We recently took advantage of the low interest rates to set up a series of 1 percent loans from me to my wife (has not worked for many years, ie very little investment capital can be attributed to her). We had most of our investments in her name but attribution was highly questionable. A fairly significant amount of money coming to me from the excercise of stock options, pre retirement financial planning, and an incredibly low interest rate caused our accountant to lead us through a tax planning exercise. We have the demand notes set up properly and witnessed accordingly. Our finanical advisor has note of the loans, dates, and of course interest rate. In mid January he moves money from her account into mine to cover the interest payments. There is a clear audit trail. My tax situation will change in two or three years but until that happens this process will reduce the amount of tax that we pay as a family unit.


----------



## Square Root (Jan 30, 2010)

fraser said:


> We recently took advantage of the low interest rates to set up a series of 1 percent loans from me to my wife (has not worked for many years, ie very little investment capital can be attributed to her). We had most of our investments in her name but attribution was highly questionable.

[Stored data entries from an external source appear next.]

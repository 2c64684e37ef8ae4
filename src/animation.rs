//! Step-based animation of a single scene object.
//!
//! An [`AnimationSequence`] is an ordered list of [`Step`]s. Once started on an
//! object (see [`SceneManipulator::start_animation`](crate::mutation::SceneManipulator::start_animation))
//! the engine drives a [`Sequencer`] with the time since engine start on every
//! frame.
//!
//! Timed steps interpolate from the value the object had when the step began to
//! the step's target and end exactly on the target. A step that finishes between
//! two frames hands its surplus time to the next step, so step boundaries stay
//! on the sequence's own timeline no matter how frames are spaced.

use std::fmt;

use cgmath::{Quaternion, Vector3, VectorSpace};
use instant::Duration;

use crate::data_structures::{instance::Instance, scene_graph::SceneObject};

pub type StepCallback = Box<dyn FnMut(&mut SceneObject) + Send>;

pub enum Step {
    Move { to: Vector3<f32>, over: Duration },
    Rotate { to: Quaternion<f32>, over: Duration },
    Scale { to: Vector3<f32>, over: Duration },
    Wait(Duration),
    /// Runs once per pass over the sequence and takes no time.
    Invoke(StepCallback),
}

impl Step {
    fn duration(&self) -> Duration {
        match self {
            Step::Move { over, .. } | Step::Rotate { over, .. } | Step::Scale { over, .. } => *over,
            Step::Wait(duration) => *duration,
            Step::Invoke(_) => Duration::ZERO,
        }
    }

    /// Writes the interpolated value for `t` in `0.0..1.0` into `local`.
    fn interpolate(&self, source: &Instance, local: &mut Instance, t: f32) {
        match self {
            Step::Move { to, .. } => local.position = source.position.lerp(*to, t),
            Step::Rotate { to, .. } => local.rotation = source.rotation.slerp(*to, t),
            Step::Scale { to, .. } => local.scale = source.scale.lerp(*to, t),
            Step::Wait(_) | Step::Invoke(_) => (),
        }
    }

    fn snap(&self, local: &mut Instance) {
        match self {
            Step::Move { to, .. } => local.position = *to,
            Step::Rotate { to, .. } => local.rotation = *to,
            Step::Scale { to, .. } => local.scale = *to,
            Step::Wait(_) | Step::Invoke(_) => (),
        }
    }
}

impl fmt::Debug for Step {
    fn fmt(&self, f: &mut fmt::Formatter<'_>) -> fmt::Result {
        match self {
            Step::Move { to, over } => f.debug_struct("Move").field("to", to).field("over", over).finish(),
            Step::Rotate { to, over } => f.debug_struct("Rotate").field("to", to).field("over", over).finish(),
            Step::Scale { to, over } => f.debug_struct("Scale").field("to", to).field("over", over).finish(),
            Step::Wait(duration) => f.debug_tuple("Wait").field(duration).finish(),
            Step::Invoke(_) => f.write_str("Invoke(|&mut SceneObject| {...})"),
        }
    }
}

/// Builder for the steps of an animation.
#[derive(Debug, Default)]
pub struct AnimationSequence {
    steps: Vec<Step>,
    looped: bool,
}

impl AnimationSequence {
    pub fn new() -> Self {
        Self::default()
    }

    pub fn move_to(mut self, to: impl Into<Vector3<f32>>, over: Duration) -> Self {
        self.steps.push(Step::Move { to: to.into(), over });
        self
    }

    pub fn rotate_to(mut self, to: Quaternion<f32>, over: Duration) -> Self {
        self.steps.push(Step::Rotate { to, over });
        self
    }

    pub fn scale_to(mut self, to: impl Into<Vector3<f32>>, over: Duration) -> Self {
        self.steps.push(Step::Scale { to: to.into(), over });
        self
    }

    pub fn wait(mut self, duration: Duration) -> Self {
        self.steps.push(Step::Wait(duration));
        self
    }

    pub fn invoke(mut self, callback: impl FnMut(&mut SceneObject) + Send + 'static) -> Self {
        self.steps.push(Step::Invoke(Box::new(callback)));
        self
    }

    /// Replay from the first step after the last one completed.
    pub fn looped(mut self) -> Self {
        self.looped = true;
        self
    }

    pub fn steps(&self) -> &[Step] {
        &self.steps
    }

    pub fn is_looped(&self) -> bool {
        self.looped
    }

    pub fn len(&self) -> usize {
        self.steps.len()
    }

    pub fn is_empty(&self) -> bool {
        self.steps.is_empty()
    }
}

#[derive(Debug, Clone, Copy, PartialEq, Eq)]
pub enum SequenceState {
    /// Started but not ticked yet.
    Idle,
    /// Interpolating step `i`.
    Running(usize),
    /// Inside the wait step `i`.
    Waiting(usize),
    Finished,
}

/// Drives one [`AnimationSequence`] on one object.
pub struct Sequencer {
    sequence: AnimationSequence,
    state: SequenceState,
    /// Time the current step began on the sequence's timeline.
    step_started: Duration,
    cycle_started: Duration,
    source: Instance,
}

impl Sequencer {
    pub fn new(sequence: AnimationSequence) -> Self {
        Self {
            sequence,
            state: SequenceState::Idle,
            step_started: Duration::ZERO,
            cycle_started: Duration::ZERO,
            source: Instance::new(),
        }
    }

    pub fn state(&self) -> SequenceState {
        self.state
    }

    pub fn sequence(&self) -> &AnimationSequence {
        &self.sequence
    }

    /// Advances the animation of `target` to `now` (time since engine start).
    pub fn tick(&mut self, now: Duration, target: &mut SceneObject) {
        let mut index = match self.state {
            SequenceState::Finished => return,
            SequenceState::Idle => {
                if self.sequence.is_empty() {
                    self.state = SequenceState::Finished;
                    return;
                }
                self.step_started = now;
                self.cycle_started = now;
                self.enter(0, target);
                0
            }
            SequenceState::Running(index) | SequenceState::Waiting(index) => index,
        };

        loop {
            let step = &mut self.sequence.steps[index];
            let duration = step.duration();
            let elapsed = now.saturating_sub(self.step_started);
            if let Step::Invoke(callback) = step {
                callback(&mut *target);
            } else if elapsed < duration {
                if !matches!(step, Step::Wait(_)) {
                    let t = elapsed.as_secs_f32() / duration.as_secs_f32();
                    let mut local = target.local_transform().clone();
                    step.interpolate(&self.source, &mut local, t);
                    target.set_local_transform(local);
                }
                return;
            } else {
                let mut local = target.local_transform().clone();
                step.snap(&mut local);
                target.set_local_transform(local);
            }
            self.step_started += duration;

            index += 1;
            if index == self.sequence.steps.len() {
                if !self.sequence.looped {
                    self.state = SequenceState::Finished;
                    return;
                }
                index = 0;
                let idle_cycle = self.step_started == self.cycle_started;
                self.cycle_started = self.step_started;
                if idle_cycle {
                    // a cycle that takes no time would spin forever within this tick
                    self.enter(0, target);
                    return;
                }
            }
            self.enter(index, target);
        }
    }

    fn enter(&mut self, index: usize, target: &SceneObject) {
        self.source = target.local_transform().clone();
        self.state = match self.sequence.steps[index] {
            Step::Wait(_) => SequenceState::Waiting(index),
            _ => SequenceState::Running(index),
        };
    }
}

impl fmt::Debug for Sequencer {
    fn fmt(&self, f: &mut fmt::Formatter<'_>) -> fmt::Result {
        f.debug_struct("Sequencer")
            .field("steps", &self.sequence.len())
            .field("looped", &self.sequence.looped)
            .field("state", &self.state)
            .finish()
    }
}
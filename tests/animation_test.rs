mod common;

use std::{
    sync::{
        Arc,
        atomic::{AtomicUsize, Ordering},
    },
    time::Duration,
};

use cgmath::{Deg, Quaternion, Rotation3, Vector3};
use common::test_utils::{RecordingSink, assert_close, assert_vec_close};
use scene_ngin::{
    animation::{AnimationSequence, SequenceState, Sequencer},
    context::EngineConfig,
    data_structures::{
        instance::Instance,
        scene_graph::{Color, SceneObject},
    },
    flow::EngineBuilder,
};

fn ms(millis: u64) -> Duration {
    Duration::from_millis(millis)
}

fn position(object: &SceneObject) -> Vector3<f32> {
    object.local_transform().position
}

#[test]
fn should_end_steps_exactly_on_their_target() {
    let target = Quaternion::from_angle_y(Deg(90.0));
    let mut sequencer = Sequencer::new(
        AnimationSequence::new()
            .move_to((10.0, 0.0, 0.0), ms(300))
            .rotate_to(target, ms(300))
            .scale_to((2.0, 3.0, 4.0), ms(300)),
    );
    let mut object = SceneObject::new("mover");

    for now in (0..=900).step_by(7) {
        sequencer.tick(ms(now), &mut object);
    }
    sequencer.tick(ms(900), &mut object);

    assert_eq!(sequencer.state(), SequenceState::Finished);
    assert_eq!(position(&object), Vector3::new(10.0, 0.0, 0.0));
    assert_eq!(object.local_transform().rotation, target);
    assert_eq!(object.local_transform().scale, Vector3::new(2.0, 3.0, 4.0));
}

#[test]
fn should_interpolate_from_value_at_step_start() {
    let mut sequencer = Sequencer::new(AnimationSequence::new().move_to((10.0, 0.0, 0.0), ms(1000)));
    let mut object =
        SceneObject::new("mover").with_transform(Instance::new().with_position((2.0, 0.0, 0.0)));

    sequencer.tick(ms(0), &mut object);
    assert_eq!(sequencer.state(), SequenceState::Running(0));
    assert_vec_close(position(&object), Vector3::new(2.0, 0.0, 0.0));

    sequencer.tick(ms(500), &mut object);
    assert_vec_close(position(&object), Vector3::new(6.0, 0.0, 0.0));

    sequencer.tick(ms(750), &mut object);
    assert_vec_close(position(&object), Vector3::new(8.0, 0.0, 0.0));
}

#[test]
fn should_start_on_first_tick() {
    let mut sequencer = Sequencer::new(AnimationSequence::new().move_to((10.0, 0.0, 0.0), ms(1000)));
    let mut object = SceneObject::new("late");
    assert_eq!(sequencer.state(), SequenceState::Idle);

    sequencer.tick(ms(5000), &mut object);
    sequencer.tick(ms(5500), &mut object);

    assert_vec_close(position(&object), Vector3::new(5.0, 0.0, 0.0));
}

#[test]
fn should_carry_surplus_time_into_next_step() {
    let mut sequencer = Sequencer::new(
        AnimationSequence::new()
            .move_to((10.0, 0.0, 0.0), ms(1000))
            .move_to((10.0, 10.0, 0.0), ms(1000)),
    );
    let mut object = SceneObject::new("mover");

    sequencer.tick(ms(0), &mut object);
    sequencer.tick(ms(1500), &mut object);

    assert_eq!(sequencer.state(), SequenceState::Running(1));
    assert_vec_close(position(&object), Vector3::new(10.0, 5.0, 0.0));
}

#[test]
fn should_skip_several_steps_in_one_tick() {
    let mut sequencer = Sequencer::new(
        AnimationSequence::new()
            .move_to((1.0, 0.0, 0.0), ms(100))
            .wait(ms(100))
            .move_to((1.0, 1.0, 0.0), ms(100))
            .move_to((1.0, 1.0, 1.0), ms(100)),
    );
    let mut object = SceneObject::new("mover");

    sequencer.tick(ms(0), &mut object);
    sequencer.tick(ms(350), &mut object);

    assert_eq!(sequencer.state(), SequenceState::Running(3));
    assert_vec_close(position(&object), Vector3::new(1.0, 1.0, 0.5));
}

#[test]
fn should_wait_then_invoke_callback_once() {
    let calls = Arc::new(AtomicUsize::new(0));
    let counter = calls.clone();
    let mut sequencer = Sequencer::new(
        AnimationSequence::new()
            .wait(ms(1000))
            .invoke(move |object: &mut SceneObject| {
                counter.fetch_add(1, Ordering::SeqCst);
                object.set_color(Color::RED);
            })
            .move_to((0.0, 4.0, 0.0), ms(1000)),
    );
    let mut object = SceneObject::new("waiter");

    sequencer.tick(ms(0), &mut object);
    sequencer.tick(ms(999), &mut object);
    assert_eq!(sequencer.state(), SequenceState::Waiting(0));
    assert_eq!(calls.load(Ordering::SeqCst), 0);
    assert_eq!(position(&object), Vector3::new(0.0, 0.0, 0.0));

    sequencer.tick(ms(1500), &mut object);
    sequencer.tick(ms(1600), &mut object);
    assert_eq!(sequencer.state(), SequenceState::Running(2));
    assert_eq!(calls.load(Ordering::SeqCst), 1);
    assert_eq!(object.color(), Color::RED);

    sequencer.tick(ms(2000), &mut object);
    sequencer.tick(ms(2100), &mut object);
    assert_eq!(sequencer.state(), SequenceState::Finished);
    assert_eq!(position(&object), Vector3::new(0.0, 4.0, 0.0));
    assert_eq!(calls.load(Ordering::SeqCst), 1);
}

#[test]
fn should_replay_looped_sequences() {
    let mut sequencer = Sequencer::new(
        AnimationSequence::new()
            .move_to((10.0, 0.0, 0.0), ms(1000))
            .move_to((0.0, 0.0, 0.0), ms(1000))
            .looped(),
    );
    let mut object = SceneObject::new("pendulum");

    sequencer.tick(ms(0), &mut object);
    sequencer.tick(ms(2500), &mut object);
    assert_eq!(sequencer.state(), SequenceState::Running(0));
    assert_vec_close(position(&object), Vector3::new(5.0, 0.0, 0.0));

    sequencer.tick(ms(7250), &mut object);
    assert_eq!(sequencer.state(), SequenceState::Running(1));
    assert_vec_close(position(&object), Vector3::new(7.5, 0.0, 0.0));
}

#[test]
fn should_run_instant_loops_once_per_tick() {
    let calls = Arc::new(AtomicUsize::new(0));
    let counter = calls.clone();
    let mut sequencer = Sequencer::new(
        AnimationSequence::new()
            .invoke(move |_: &mut SceneObject| {
                counter.fetch_add(1, Ordering::SeqCst);
            })
            .looped(),
    );
    let mut object = SceneObject::new("spinner");

    sequencer.tick(ms(0), &mut object);
    sequencer.tick(ms(0), &mut object);
    sequencer.tick(ms(16), &mut object);

    assert_eq!(calls.load(Ordering::SeqCst), 3);
    assert_ne!(sequencer.state(), SequenceState::Finished);
}

#[test]
fn should_finish_empty_sequences_immediately() {
    let mut sequencer = Sequencer::new(AnimationSequence::new());
    let mut object = SceneObject::new("still");

    sequencer.tick(ms(10), &mut object);

    assert_eq!(sequencer.state(), SequenceState::Finished);
    assert_eq!(object.local_transform(), &Instance::new());
}

#[test]
fn should_animate_scene_objects_from_mutation() {
    let sink = RecordingSink::new();
    let mut engine = EngineBuilder::<()>::new(EngineConfig::default())
        .with_sink(sink.clone())
        .build()
        .unwrap();
    let object = SceneObject::new("mover");
    let id = object.id();
    engine.manipulate(move |m| {
        m.add(object)?;
        m.start_animation(id, AnimationSequence::new().move_to((0.0, 0.0, 8.0), ms(1000)))?;
        Ok(())
    });

    engine.render_frame_at(ms(100));
    assert_eq!(engine.scene().animation_state(id), Some(SequenceState::Running(0)));

    engine.render_frame_at(ms(600));
    assert_close(engine.scene().get(id).unwrap().world_transform().position.z, 4.0);
    assert_close(sink.last().layer("default").translations[0][2], 4.0);

    engine.render_frame_at(ms(1100));
    assert_eq!(engine.scene().animation_state(id), Some(SequenceState::Finished));
    assert_eq!(sink.last().layer("default").translations[0], [0.0, 0.0, 8.0]);

    let stopped = engine
        .mutations()
        .submit_with(move |m| m.stop_animation(id).map_err(Into::into));
    engine.render_frame_at(ms(1200));
    assert!(stopped.wait_blocking().unwrap().0);
    assert_eq!(engine.scene().animation_state(id), None);
}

A fairly significant amount of money coming to me from the excercise of stock options, pre retirement financial planning, and an incredibly low interest rate caused our accountant to lead us through a tax planning exercise. We have the demand notes set up properly and witnessed accordingly. Our finanical advisor has note of the loans, dates, and of course interest rate. In mid January he moves money from her account into mine to cover the interest payments. There is a clear audit trail. My tax situation will change in two or three years but until that happens this process will reduce the amount of tax that we pay as a family unit.


Yes. That is the best solution if spouse has little money of her own. Once you start collecting a pension you can split that with her as well.


----------